Parc de San Giovanni, Trieste, 2021
Personne ne l’aime, cette rose. Les visiteurs se détournent : ils la trouvent triste. Tache mauve parmi les parterres jaune, rouge, blanc, comprenant tous les dégradés de l’orange au rose. Voici une rose qui rêve d’être autre chose qu’une rose : lilas ou lavande. Elle a pourtant les qualités les plus estimées de son espèce : gracile, haut portée, les épines affutées, la feuille ciselée, la corolle croisant à la perfection la pointe et la courbe jusqu’à donner cette merveille qui donne le tournis : une éclosion perpétuelle, une fleur qui d’un même geste, sans cesse, s’offre et se retire, nous invitant à nous avancer dans le tourbillon de sa tendresse vers l’infiniment petit de son cœur inaccessible et peut-être inexistant, vertige final et fatal. Mais la Novalis déçoit : ses boutons, qui ont le rose vif du couchant, en s’ouvrant, prennent le violacé du crépuscule. On ne le lui pardonne pas. Elle veut faire son intéressante, disent les mauvaises langues.

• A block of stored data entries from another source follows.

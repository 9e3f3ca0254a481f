use ffmpeg_next::Rational;
use ffmpeg_next::format::{Pixel, Sample, sample::Type};
use serde::{Deserialize, Serialize};

use crate::adts::AacProfile;
use crate::error::{MuxError, Result};
use crate::stream::MediaKind;

#[derive(Debug, Clone, Copy, PartialEq, Eq, Serialize, Deserialize)]
#[serde(rename_all = "lowercase")]
pub enum SampleFormat {
    U8,
    S16,
    S32,
    Flt,
    Dbl,
    U8p,
    S16p,
    S32p,
    Fltp,
    Dblp,
}

impl SampleFormat {
    pub fn to_ffmpeg(self) -> Sample {
        match self {
            SampleFormat::U8 => Sample::U8(Type::Packed),
            SampleFormat::S16 => Sample::I16(Type::Packed),
            SampleFormat::S32 => Sample::I32(Type::Packed),
            SampleFormat::Flt => Sample::F32(Type::Packed),
            SampleFormat::Dbl => Sample::F64(Type::Packed),
            SampleFormat::U8p => Sample::U8(Type::Planar),
            SampleFormat::S16p => Sample::I16(Type::Planar),
            SampleFormat::S32p => Sample::I32(Type::Planar),
            SampleFormat::Fltp => Sample::F32(Type::Planar),
            SampleFormat::Dblp => Sample::F64(Type::Planar),
        }
    }
}

#[derive(Debug, Clone, Copy, PartialEq, Eq, Serialize, Deserialize)]
#[serde(rename_all = "lowercase")]
pub enum PixelFormat {
    Yuv420p,
    Yuv422p,
    Yuv444p,
    Nv12,
    Rgb24,
}

impl PixelFormat {
    pub fn to_ffmpeg(self) -> Pixel {
        match self {
            PixelFormat::Yuv420p => Pixel::YUV420P,
            PixelFormat::Yuv422p => Pixel::YUV422P,
            PixelFormat::Yuv444p => Pixel::YUV444P,
            PixelFormat::Nv12 => Pixel::NV12,
            PixelFormat::Rgb24 => Pixel::RGB24,
        }
    }
}

#[derive(Debug, Clone, Serialize, Deserialize)]
#[serde(default)]
pub struct AudioConfig {
    /// Encoder name; `None` selects the default AAC encoder.
    pub codec: Option<String>,
    pub channels: u16,
    pub sample_rate: u32,
    pub bit_rate: usize,
    pub profile: AacProfile,
    /// Encoder input format; `None` takes the first format the codec lists.
    pub sample_format: Option<SampleFormat>,
    /// Rate of the raw source; defaults to `sample_rate`.
    pub source_sample_rate: Option<u32>,
    pub source_format: SampleFormat,
}

impl Default for AudioConfig {
    fn default() -> Self {
        Self {
            codec: None,
            channels: 2,
            sample_rate: 44100,
            bit_rate: 64_000,
            profile: AacProfile::Lc,
            sample_format: None,
            source_sample_rate: None,
            source_format: SampleFormat::S16,
        }
    }
}

impl AudioConfig {
    pub fn source_rate(&self) -> u32 {
        self.source_sample_rate.unwrap_or(self.sample_rate)
    }

    pub fn validate(&self) -> Result<()> {
        if self.channels == 0 {
            return Err(MuxError::configuration("audio needs at least one channel"));
        }
        if self.sample_rate == 0 || self.source_rate() == 0 {
            return Err(MuxError::configuration("audio sample rate must be positive"));
        }
        Ok(())
    }
}

#[derive(Debug, Clone, Serialize, Deserialize)]
#[serde(default)]
pub struct VideoConfig {
    pub codec: String,
    pub width: u32,
    pub height: u32,
    /// Frames per second as `[num, den]`.
    pub frame_rate: (i32, i32),
    pub gop_size: u32,
    pub max_b_frames: usize,
    pub bit_rate: usize,
    pub preset: Option<String>,
    pub profile: Option<String>,
    pub tune: Option<String>,
    pub pixel_format: PixelFormat,
    /// Size of the raw source; defaults to the encoder size.
    pub source_width: Option<u32>,
    pub source_height: Option<u32>,
}

impl Default for VideoConfig {
    fn default() -> Self {
        Self {
            codec: "libx264".to_string(),
            width: 352,
            height: 288,
            frame_rate: (25, 1),
            gop_size: 12,
            max_b_frames: 1,
            bit_rate: 400_000,
            preset: Some("medium".to_string()),
            profile: Some("main".to_string()),
            tune: None,
            pixel_format: PixelFormat::Yuv420p,
            source_width: None,
            source_height: None,
        }
    }
}

impl VideoConfig {
    pub fn frame_rate(&self) -> Rational {
        Rational::new(self.frame_rate.0, self.frame_rate.1)
    }

    pub fn time_base(&self) -> Rational {
        Rational::new(self.frame_rate.1, self.frame_rate.0)
    }

    pub fn source_size(&self) -> (u32, u32) {
        (
            self.source_width.unwrap_or(self.width),
            self.source_height.unwrap_or(self.height),
        )
    }

    pub fn validate(&self) -> Result<()> {
        if self.width == 0 || self.height == 0 {
            return Err(MuxError::configuration(format!(
                "invalid video size {}x{}",
                self.width, self.height
            )));
        }
        let (sw, sh) = self.source_size();
        if sw == 0 || sh == 0 {
            return Err(MuxError::configuration(format!(
                "invalid source size {}x{}",
                sw, sh
            )));
        }
        if self.frame_rate.0 <= 0 || self.frame_rate.1 <= 0 {
            return Err(MuxError::configuration(format!(
                "invalid frame rate {}/{}",
                self.frame_rate.0, self.frame_rate.1
            )));
        }
        Ok(())
    }
}

#[derive(Debug, Clone, Copy, PartialEq, Eq, Default, Serialize, Deserialize)]
#[serde(rename_all = "lowercase")]
pub enum ContainerFormat {
    /// MPEG transport stream through libavformat.
    #[default]
    Mpegts,
    /// Length-delimited unit stream with a stream table header.
    Units,
    /// Raw elementary stream of a single track (.aac or .h264).
    Elementary,
}

#[derive(Debug, Clone, Serialize, Deserialize)]
#[serde(default)]
pub struct OutputConfig {
    pub path: String,
    pub format: ContainerFormat,
    /// Keep codec configuration out of band. `None` follows the container.
    pub global_header: Option<bool>,
    /// Stream clock for the unit and elementary sinks as `[num, den]`.
    pub time_base: (i32, i32),
}

impl Default for OutputConfig {
    fn default() -> Self {
        Self {
            path: "output.ts".to_string(),
            format: ContainerFormat::default(),
            global_header: None,
            time_base: (1, 1000),
        }
    }
}

impl OutputConfig {
    pub fn time_base(&self) -> Rational {
        Rational::new(self.time_base.0, self.time_base.1)
    }
}

#[derive(Debug, Clone, Serialize, Deserialize)]
#[serde(default)]
pub struct MuxConfig {
    pub output: OutputConfig,
    pub audio: Option<AudioConfig>,
    pub video: Option<VideoConfig>,
    /// Length of the synthetic sources, in seconds.
    pub duration: f64,
    /// Tie-break order when two streams are due at the same instant.
    pub priority: Vec<MediaKind>,
}

impl Default for MuxConfig {
    fn default() -> Self {
        Self {
            output: OutputConfig::default(),
            audio: Some(AudioConfig::default()),
            video: Some(VideoConfig::default()),
            duration: 5.0,
            priority: vec![MediaKind::Video, MediaKind::Audio],
        }
    }
}

impl MuxConfig {
    pub fn validate(&self) -> Result<()> {
        if self.audio.is_none() && self.video.is_none() {
            return Err(MuxError::configuration("no audio or video stream configured"));
        }
        if !(self.duration > 0.0) {
            return Err(MuxError::configuration(format!(
                "duration must be positive, got {}",
                self.duration
            )));
        }
        if self.output.format == ContainerFormat::Elementary
            && self.audio.is_some()
            && self.video.is_some()
        {
            return Err(MuxError::configuration(
                "elementary output carries exactly one stream",
            ));
        }
        let (num, den) = self.output.time_base;
        if num <= 0 || den <= 0 {
            return Err(MuxError::configuration(format!(
                "invalid output time base {}/{}",
                num, den
            )));
        }
        if let Some(audio) = &self.audio {
            audio.validate()?;
        }
        if let Some(video) = &self.video {
            video.validate()?;
        }
        Ok(())
    }
}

Les jardiniers ne lui accordent pas plus de considération. Rose hybride, artificielle et stérile qui répond à notre désir insatiable de nouveauté et d’inconnu, celui-là même qui nous amène à épuiser et manipuler la nature. Elle résulte de notre démesure qui ne peut se contenter du réel et imagine, rêve, projette : et s’il existait une rose bleue ? Et si elle n’existait pas, on pourrait l’inventer ! Ainsi, on cherche la rose bleue comme on fissure l’atome, fouille les fibres du cœur, râcle le fond des mers, repousse les confins de l’univers. Il y a bien assez de fleurs bleues dans la nature, remarque le jardinier, plus pragmatique et plus modeste, laissons les roses être des roses, laissons les roses être roses. Vous n’arriverez jamais à lui retirer tout son sang, et rouge et bleu, ça fait violet, quoi qu’il arrive. Si vous en retirez trop, vous la rendrez malade, regardez déjà comme elle a l’air mal.
Moi, au contraire, je l’ai aimée tout de suite, cette rose ratée, royale, dépareillée, peut-être, justement, pour sa tristesse, une forme de douceur et de retrait. Moins assurée que ses sœurs, elle doute de son droit à exister. Moins belle, elle ne nous regarde pas la regarder. Non, elle rêve. D’être ailleurs, ou autrement, ou ici mais vraiment, et comment être vraiment ici, pleinement présente ? Les autres courent dans les champs, dansent au bal, aiment passionnément, elle reste à sa fenêtre, songeuse : n’y a-t-il pas autre chose ? demande-t-elle, n’y a-t-il pas mieux ? Elle attend la nuit pour mieux voir et, sous le soleil qui la courtise, s’adresse à la lune qu’elle espère.
Un manque la traverse : être simplement soi ne la satisfait pas, et comme elle est humaine en cela, oui, comme elle nous ressemble, rien d’étonnant à ce qu’elle soit notre œuvre, portant si bien son nom : Novalis, symbole de la poésie, de cette folie qui nous a pris de parler comme si être ne suffisait pas, cette furie de tout nommer dans l’espoir qu’en nommant, on allait enfin atteindre les choses, percer leur mystère, participer à leur présence, mieux qu’avec la main, la dent ou la pointe de la flèche, qu’avec cet immatériel d’un mot, sans même s’approcher et encore moins toucher, on allait enfin savourer la matérialité, nous y plonger, exister. Il nous faut dire pour être, mais dire trahit l’être, telle est notre condition, et la rose mauve en est l’illustration, moins triste qu’indécise, mêlée, partagée.
Je l’aime surtout parce que personne ne l’aime, pour réduire, rien qu’un peu, la solitude qui l’entoure, cette solitude que je connais si bien d’être la seule rêveuse parmi les réalistes. Elle n’a qu’un infime parfum de rose, un soupir presque imperceptible, glissant aux passants : laissez-moi seule, laissez-moi réfléchir. Si vous voulez prendre du bon temps, allez voir mes sœurs, leurs parfums vous tourneront la tête. Moi, je dois réfléchir. Peut-être qu’ayant bien réfléchi, j’aurai compris. Compris quoi ? réplique-t-on, réfléchi à quoi ? Il lui est impossible de répondre, mais elle sait de quoi il s’agit, vaguement, intensément, et tant d’intensité la fait pâlir. Ne l’écoutons pas. Elle a besoin de compagnie, comme nous tous, pour ne pas sombrer dans la folie ; et j’interromps le fil de sa pensée du tranchant de mes ciseaux, la forçant à renouveler son sang et retourner à la vie.